To fulfil this aim, the proposals should:

• Establish a network of scientific and technical centres of excellence (new and/or existing laboratories/institutions) complementing each other to enable translational research in ATMPs or other related innovative therapeutic modalities relevant to the future treatment of genetically defined diseases. These scientific and technical centres are expected to provide access and advance translatable, quality-controlled technologies, share data, and build capacity to assist industrial and academic developers of ATMPs.
• Develop tools and methods and define key characteristics of ATMPs, and quality standards that are critical to later stages of development of ATMPs and other related innovative therapeutic modalities, in particular those targeting rare diseases with no approved treatment option. Relevant therapeutic modalities must include appropriate vector systems and innovative modalities such as messenger RNA (mRNA) and nanoparticles (NPs) for therapeutics.
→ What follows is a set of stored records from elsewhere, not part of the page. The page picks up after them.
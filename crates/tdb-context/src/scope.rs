//! Scoped backend acquisition.

use std::ops::Deref;
use std::sync::Arc;

use tracing::trace;

use crate::context::TargetContext;
use crate::error::{ContextError, Result};
use crate::registry::ContextRegistry;

/// A context held for the duration of a scope.
///
/// Dropping the guard releases nothing today; the runner lives as long as
/// the registry's cached context.
#[derive(Debug)]
pub struct BackendGuard {
    context: Arc<TargetContext>,
}

impl BackendGuard {
    pub fn context(&self) -> &Arc<TargetContext> {
        &self.context
    }
}

impl Deref for BackendGuard {
    type Target = TargetContext;

    fn deref(&self) -> &TargetContext {
        &self.context
    }
}

impl Drop for BackendGuard {
    fn drop(&mut self) {
        trace!(target_chip = %self.context.target(), "backend guard released");
    }
}

impl ContextRegistry {
    /// Acquire the shared context for `name`.
    pub fn acquire(&self, name: &str) -> Result<BackendGuard> {
        let context = self.get(name)?;
        trace!(target_chip = %context.target(), "backend guard acquired");
        Ok(BackendGuard { context })
    }

    /// Run `f` with the context for `name`, releasing it afterwards even if
    /// `f` fails or panics.
    pub fn use_backend<T, E>(
        &self,
        name: &str,
        f: impl FnOnce(&TargetContext) -> std::result::Result<T, E>,
    ) -> std::result::Result<T, E>
    where
        E: From<ContextError>,
    {
        let guard = self.acquire(name)?;
        f(&guard)
    }
}

#[cfg(test)]
mod tests {
    use super::*;
    use crate::config::BackendConfig;
    use tdb_runner::Memory;
    use tdb_target::Target;

    #[test]
    fn guard_derefs_to_cached_context() {
        let registry = ContextRegistry::new(BackendConfig::cmodel()).unwrap();
        let guard = registry.acquire("BM1684X").unwrap();
        assert_eq!(guard.target(), Target::Bm1684x);
        let cached = registry.instance(Target::Bm1684x).unwrap();
        assert!(Arc::ptr_eq(guard.context(), &cached));
    }

    #[test]
    fn use_backend_returns_value() {
        let registry = ContextRegistry::new(BackendConfig::cmodel()).unwrap();
        let size = registry
            .use_backend("BM1688", |ctx| -> Result<u64> { Ok(ctx.memory()?.size()) })
            .unwrap();
        assert_eq!(size, registry.get("BM1688").unwrap().memory_size());
    }

    #[test]
    fn use_backend_propagates_errors() {
        let registry = ContextRegistry::new(BackendConfig::cmodel()).unwrap();
        let err = registry
            .use_backend("BM1684", |ctx| -> Result<()> {
                ctx.classify_address(0)?;
                Ok(())
            })
            .unwrap_err();
        assert!(matches!(
            err,
            ContextError::Target(tdb_target::TargetError::AddressUnmapped { address: 0 })
        ));

        let err = registry
            .use_backend("nope", |_| -> Result<()> { Ok(()) })
            .unwrap_err();
        assert!(matches!(err, ContextError::UnsupportedTarget { .. }));
    }

    #[test]
    fn guard_released_on_panic() {
        let registry = ContextRegistry::new(BackendConfig::cmodel()).unwrap();
        let result = std::panic::catch_unwind(std::panic::AssertUnwindSafe(|| {
            let _ = registry.use_backend("SG2260", |_| -> Result<()> { panic!("boom") });
        }));
        assert!(result.is_err());
        let ctx = registry.get("SG2260").unwrap();
        // registry and the handle above are the only owners left
        assert_eq!(Arc::strong_count(&ctx), 2);
    }
}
Technology areas of interest could include targeted delivery (e.g. methods to target distribution), stability (e.g. methods to increase the stability of RNA), transgene expression, advanced redosing technology approaches/reduced immunogenicity of gene delivery platforms, and other underlying biology relevant to the specific therapeutic modality enabling accelerated translation to clinical development and manufacturing.
• Develop and support the uptake of standardised analytical assays, methods and technological platforms, other non-clinical methods and design strategies.
• Demonstrate the translatability, scalability, and robustness of technologies suitable for the development of subsequent ATMPs and other related innovative therapeutic modalities. This may include process development, mRNA and NPs scale-up and stability, vector production, increasing the throughput of the systematic assessment of the biological and mechanistic features and product characterisation, and ensuring broad accessibility of critical manufacturing materials such as cell lines and producer plasmids.
• Assess the methods and technological platforms developed for their translational and regulatory validity/utility. Define a regulatory pathway to support the fit-for-purpose development of ATMPs, taking into account an evolving regulatory environment and the interplay between all applicable legislation. Ensure early engagement with the regulators so that the methods and data generated support regulatory needs.
• Validate the performance of the methods and technologies developed and demonstrate their higher performance in comparison to existing methods for addressing the bottlenecks in the development and manufacturing cycles of ATMPs and other related innovative therapeutic modalities. In addition, test the functionality of the centres of excellence and demonstrate their capability and performance to support translational research through use cases. The submitted proposals must plan for an open expression of interest / call process to invite third parties, external to the initially established consortium, to submit use cases at least twice during the lifetime of the project.
• Contribute to strengthening the European rare disease ecosystem by engaging all relevant stakeholders, especially patients and patients’ representatives for rare diseases, carers, clinicians, and regulators.
• Define relevant metrics and measure the use of centres of excellence by relevant stakeholders for the development of their assets or novel technological solutions/therapies.
• Define a plan for sustainability beyond the lifetime of the project, including consideration for potential expansion to additional promising technological areas.